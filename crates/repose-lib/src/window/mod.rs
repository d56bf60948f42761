pub mod candidate;
pub mod classifier;
pub mod selector;

pub use candidate::{isolated_spikes, CandidateWindow};
pub use classifier::{classify_window, WindowClassification};
pub use selector::{
    PeakCapacity, RecoveryWindow, SelectionMethod, SelectionReason, SleepAnchors, WindowSelector,
};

--------

▶ [What is required] An exact repeat of all the records is required.

▶ [Task result]
filename crates/repose-lib/src/window/mod.rs
repository d56bf60948f42761
pub mod candidate;
pub mod classifier;
pub mod selector;

pub use candidate::{isolated_spikes, CandidateWindow};
pub use classifier::{classify_window, WindowClassification};
pub use selector::{
    PeakCapacity, RecoveryWindow, SelectionMethod, SelectionReason, SleepAnchors, WindowSelector,
};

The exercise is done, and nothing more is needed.